* _Task to complete_
Restate the entries below word for word, omitting nothing.

Stored data:
##############################
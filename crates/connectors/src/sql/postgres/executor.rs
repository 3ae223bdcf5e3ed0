use crate::{
    error::ConnectorError,
    sql::postgres::{
        cursor::PgCursor,
        utils::{connect_client, query_error},
    },
};
use async_trait::async_trait;
use model::ColumnMetadata;
use stream_core::{QueryError, QueryExecutor, QueryOutcome};
use tokio_postgres::{Client, types::ToSql};
use tracing::debug;

/// Runs statements on one Postgres connection.
pub struct PgExecutor {
    client: Client,
}

impl PgExecutor {
    pub async fn connect(url: &str) -> Result<Self, ConnectorError> {
        let client = connect_client(url).await?;
        Ok(Self { client })
    }
}

#[async_trait]
impl QueryExecutor for PgExecutor {
    /// Prepares `text` first so the result shape is known before anything
    /// runs. Row statements stream through an unnamed portal, the rest report
    /// their affected row count.
    async fn execute(&self, text: &str) -> Result<QueryOutcome, QueryError> {
        let statement = self.client.prepare(text).await.map_err(query_error)?;

        if statement.columns().is_empty() {
            let affected = self
                .client
                .execute(&statement, &[])
                .await
                .map_err(query_error)?;
            debug!(affected, "Statement executed");
            return Ok(QueryOutcome::Updated(affected));
        }

        let columns = ColumnMetadata::new(statement.columns().iter().map(|c| c.name()));
        let stream = self
            .client
            .query_raw(&statement, std::iter::empty::<&(dyn ToSql + Sync)>())
            .await
            .map_err(query_error)?;
        debug!(columns = columns.len(), "Row stream opened");

        Ok(QueryOutcome::Rows(Box::new(PgCursor::new(columns, stream))))
    }
}
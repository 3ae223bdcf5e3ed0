#[cfg(test)]
mod tests {
    use crate::{TEST_PG_URL, pg_client, reset_postgres_schema, utils::drain_to_end};
    use connectors::{PgExecutor, connect};
    use model::Value;
    use std::time::Duration;
    use stream_core::{
        CloseOutcome, IterationSession, QueryError, QueryExecutor, QueryOutcome, StreamOptions,
    };
    use tracing_test::traced_test;

    const DEADLINE: Duration = Duration::from_millis(200);

    async fn seed_items(count: i64) {
        reset_postgres_schema().await;
        pg_client()
            .await
            .batch_execute(&format!(
                r#"
                CREATE TABLE items (
                    id BIGINT PRIMARY KEY,
                    label TEXT,
                    price NUMERIC(10, 2),
                    created_at TIMESTAMP NOT NULL DEFAULT '2024-01-01 00:00:00'
                );
                INSERT INTO items (id, label, price)
                SELECT n, CASE WHEN n % 10 = 0 THEN NULL ELSE 'item-' || n END, n * 1.25
                FROM generate_series(1, {count}) AS n;
            "#
            ))
            .await
            .expect("seed items");
    }

    async fn rows(executor: &PgExecutor, sql: &str) -> Box<dyn stream_core::RowCursor> {
        match executor.execute(sql).await.expect("execute") {
            QueryOutcome::Rows(cursor) => cursor,
            other => panic!("expected rows, got {other:?}"),
        }
    }

    // Scenario: a table larger than several batches is streamed through a session.
    // Expected Outcome: every row arrives once, in order, and values keep their types.
    #[ignore = "requires PostgreSQL at TEST_PG_URL"]
    #[traced_test]
    #[tokio::test]
    async fn streams_a_large_table_in_batches() {
        seed_items(175).await;
        let executor = PgExecutor::connect(TEST_PG_URL).await.unwrap();

        let cursor = rows(&executor, "SELECT id, label, price, created_at FROM items ORDER BY id").await;
        let session = IterationSession::start(cursor, StreamOptions::default()).unwrap();
        assert_eq!(session.columns().names(), ["id", "label", "price", "created_at"]);

        let collected = drain_to_end(&session, DEADLINE).await;
        assert_eq!(collected.rows.len(), 175);
        assert_eq!(collected.finished_events(), 1);
        assert_eq!(collected.error(), None);
        assert_eq!(collected.rows[0][0], Value::Int(1));
        assert_eq!(collected.rows[0][1], Value::String("item-1".into()));
        assert_eq!(collected.rows[0][2], Value::String("1.25".into()));
        assert_eq!(collected.rows[9][1], Value::Null);
        assert!(matches!(collected.rows[0][3], Value::Timestamp(_)));
        assert_eq!(session.metrics().snapshot().fetch_runs, 4);

        assert_eq!(session.wait_closed().await, Some(CloseOutcome::Closed));
    }

    // Scenario: the user cancels while most of the result is still on the server.
    // Expected Outcome: the session closes and the connection stays usable.
    #[ignore = "requires PostgreSQL at TEST_PG_URL"]
    #[tokio::test]
    async fn cancel_releases_the_portal() {
        seed_items(5_000).await;
        let executor = PgExecutor::connect(TEST_PG_URL).await.unwrap();

        let cursor = rows(&executor, "SELECT * FROM items ORDER BY id").await;
        let session = IterationSession::start(cursor, StreamOptions::default()).unwrap();
        let first = session.drain(DEADLINE).await.unwrap();
        assert_eq!(first.rows.len(), 50);

        assert!(session.cancel());
        assert_eq!(session.wait_closed().await, Some(CloseOutcome::Closed));

        let cursor = rows(&executor, "SELECT 1").await;
        let session = IterationSession::start(cursor, StreamOptions::default()).unwrap();
        let collected = drain_to_end(&session, DEADLINE).await;
        assert_eq!(collected.rows.len(), 1);
    }

    // Scenario: statements without a result set.
    // Expected Outcome: the affected row count is reported.
    #[ignore = "requires PostgreSQL at TEST_PG_URL"]
    #[tokio::test]
    async fn update_reports_affected_rows() {
        seed_items(30).await;
        let executor = connect(TEST_PG_URL).await.unwrap();

        let outcome = executor
            .execute("UPDATE items SET label = 'x' WHERE id <= 12")
            .await
            .unwrap();
        assert!(matches!(outcome, QueryOutcome::Updated(12)));
    }

    // Scenario: the statement references a missing relation.
    // Expected Outcome: the server message is returned as an execution error.
    #[ignore = "requires PostgreSQL at TEST_PG_URL"]
    #[tokio::test]
    async fn server_errors_are_execution_errors() {
        reset_postgres_schema().await;
        let executor = connect(TEST_PG_URL).await.unwrap();

        let err = executor.execute("SELECT * FROM missing").await.unwrap_err();
        match err {
            QueryError::Execution(message) => {
                assert!(message.contains("does not exist"), "{message}")
            }
            other => panic!("unexpected error: {other:?}"),
        }
    }
}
##############################
* _Your response_
filename crates/connectors/src/sql/postgres/executor.rs
repository 3ae223bdcf5e3ed0
use crate::{
    error::ConnectorError,
    sql::postgres::{
        cursor::PgCursor,
        utils::{connect_client, query_error},
    },
};
use async_trait::async_trait;
use model::ColumnMetadata;
use stream_core::{QueryError, QueryExecutor, QueryOutcome};
use tokio_postgres::{Client, types::ToSql};
use tracing::debug;

/// Runs statements on one Postgres connection.
pub struct PgExecutor {
    client: Client,
}

impl PgExecutor {
    pub async fn connect(url: &str) -> Result<Self, ConnectorError> {
        let client = connect_client(url).await?;
        Ok(Self { client })
    }
}

#[async_trait]
impl QueryExecutor for PgExecutor {
    /// Prepares `text` first so the result shape is known before anything
    /// runs. Row statements stream through an unnamed portal, the rest report
    /// their affected row count.
    async fn execute(&self, text: &str) -> Result<QueryOutcome, QueryError> {
        let statement = self.client.prepare(text).await.map_err(query_error)?;

        if statement.columns().is_empty() {
            let affected = self
                .client
                .execute(&statement, &[])
                .await
                .map_err(query_error)?;
            debug!(affected, "Statement executed");
            return Ok(QueryOutcome::Updated(affected));
        }

        let columns = ColumnMetadata::new(statement.columns().iter().map(|c| c.name()));
        let stream = self
            .client
            .query_raw(&statement, std::iter::empty::<&(dyn ToSql + Sync)>())
            .await
            .map_err(query_error)?;
        debug!(columns = columns.len(), "Row stream opened");

        Ok(QueryOutcome::Rows(Box::new(PgCursor::new(columns, stream))))
    }
}
repository 3ae223bdcf5e3ed0
#[cfg(test)]
mod tests {
    use crate::{TEST_PG_URL, pg_client, reset_postgres_schema, utils::drain_to_end};
    use connectors::{PgExecutor, connect};
    use model::Value;
    use std::time::Duration;
    use stream_core::{
        CloseOutcome, IterationSession, QueryError, QueryExecutor, QueryOutcome, StreamOptions,
    };
    use tracing_test::traced_test;

    const DEADLINE: Duration = Duration::from_millis(200);

    async fn seed_items(count: i64) {
        reset_postgres_schema().await;
        pg_client()
            .await
            .batch_execute(&format!(
                r#"
                CREATE TABLE items (
                    id BIGINT PRIMARY KEY,
                    label TEXT,
                    price NUMERIC(10, 2),
                    created_at TIMESTAMP NOT NULL DEFAULT '2024-01-01 00:00:00'
                );
                INSERT INTO items (id, label, price)
                SELECT n, CASE WHEN n % 10 = 0 THEN NULL ELSE 'item-' || n END, n * 1.25
                FROM generate_series(1, {count}) AS n;
            "#
            ))
            .await
            .expect("seed items");
    }

    async fn rows(executor: &PgExecutor, sql: &str) -> Box<dyn stream_core::RowCursor> {
        match executor.execute(sql).await.expect("execute") {
            QueryOutcome::Rows(cursor) => cursor,
            other => panic!("expected rows, got {other:?}"),
        }
    }

    // Scenario: a table larger than several batches is streamed through a session.
    // Expected Outcome: every row arrives once, in order, and values keep their types.
    #[ignore = "requires PostgreSQL at TEST_PG_URL"]
    #[traced_test]
    #[tokio::test]
    async fn streams_a_large_table_in_batches() {
        seed_items(175).await;
        let executor = PgExecutor::connect(TEST_PG_URL).await.unwrap();

        let cursor = rows(&executor, "SELECT id, label, price, created_at FROM items ORDER BY id").await;
        let session = IterationSession::start(cursor, StreamOptions::default()).unwrap();
        assert_eq!(session.columns().names(), ["id", "label", "price", "created_at"]);

        let collected = drain_to_end(&session, DEADLINE).await;
        assert_eq!(collected.rows.len(), 175);
        assert_eq!(collected.finished_events(), 1);
        assert_eq!(collected.error(), None);
        assert_eq!(collected.rows[0][0], Value::Int(1));
        assert_eq!(collected.rows[0][1], Value::String("item-1".into()));
        assert_eq!(collected.rows[0][2], Value::String("1.25".into()));
        assert_eq!(collected.rows[9][1], Value::Null);
        assert!(matches!(collected.rows[0][3], Value::Timestamp(_)));
        assert_eq!(session.metrics().snapshot().fetch_runs, 4);

        assert_eq!(session.wait_closed().await, Some(CloseOutcome::Closed));
    }

    // Scenario: the user cancels while most of the result is still on the server.
    // Expected Outcome: the session closes and the connection stays usable.
    #[ignore = "requires PostgreSQL at TEST_PG_URL"]
    #[tokio::test]
    async fn cancel_releases_the_portal() {
        seed_items(5_000).await;
        let executor = PgExecutor::connect(TEST_PG_URL).await.unwrap();

        let cursor = rows(&executor, "SELECT * FROM items ORDER BY id").await;
        let session = IterationSession::start(cursor, StreamOptions::default()).unwrap();
        let first = session.drain(DEADLINE).await.unwrap();
        assert_eq!(first.rows.len(), 50);

        assert!(session.cancel());
        assert_eq!(session.wait_closed().await, Some(CloseOutcome::Closed));

        let cursor = rows(&executor, "SELECT 1").await;
        let session = IterationSession::start(cursor, StreamOptions::default()).unwrap();
        let collected = drain_to_end(&session, DEADLINE).await;
        assert_eq!(collected.rows.len(), 1);
    }

    // Scenario: statements without a result set.
    // Expected Outcome: the affected row count is reported.
    #[ignore = "requires PostgreSQL at TEST_PG_URL"]
    #[tokio::test]
    async fn update_reports_affected_rows() {
        seed_items(30).await;
        let executor = connect(TEST_PG_URL).await.unwrap();

        let outcome = executor
            .execute("UPDATE items SET label = 'x' WHERE id <= 12")
            .await
            .unwrap();
        assert!(matches!(outcome, QueryOutcome::Updated(12)));
    }

    // Scenario: the statement references a missing relation.
    // Expected Outcome: the server message is returned as an execution error.
    #[ignore = "requires PostgreSQL at TEST_PG_URL"]
    #[tokio::test]
    async fn server_errors_are_execution_errors() {
        reset_postgres_schema().await;
        let executor = connect(TEST_PG_URL).await.unwrap();

        let err = executor.execute("SELECT * FROM missing").await.unwrap_err();
        match err {
            QueryError::Execution(message) => {
                assert!(message.contains("does not exist"), "{message}")
            }
            other => panic!("unexpected error: {other:?}"),
        }
    }
}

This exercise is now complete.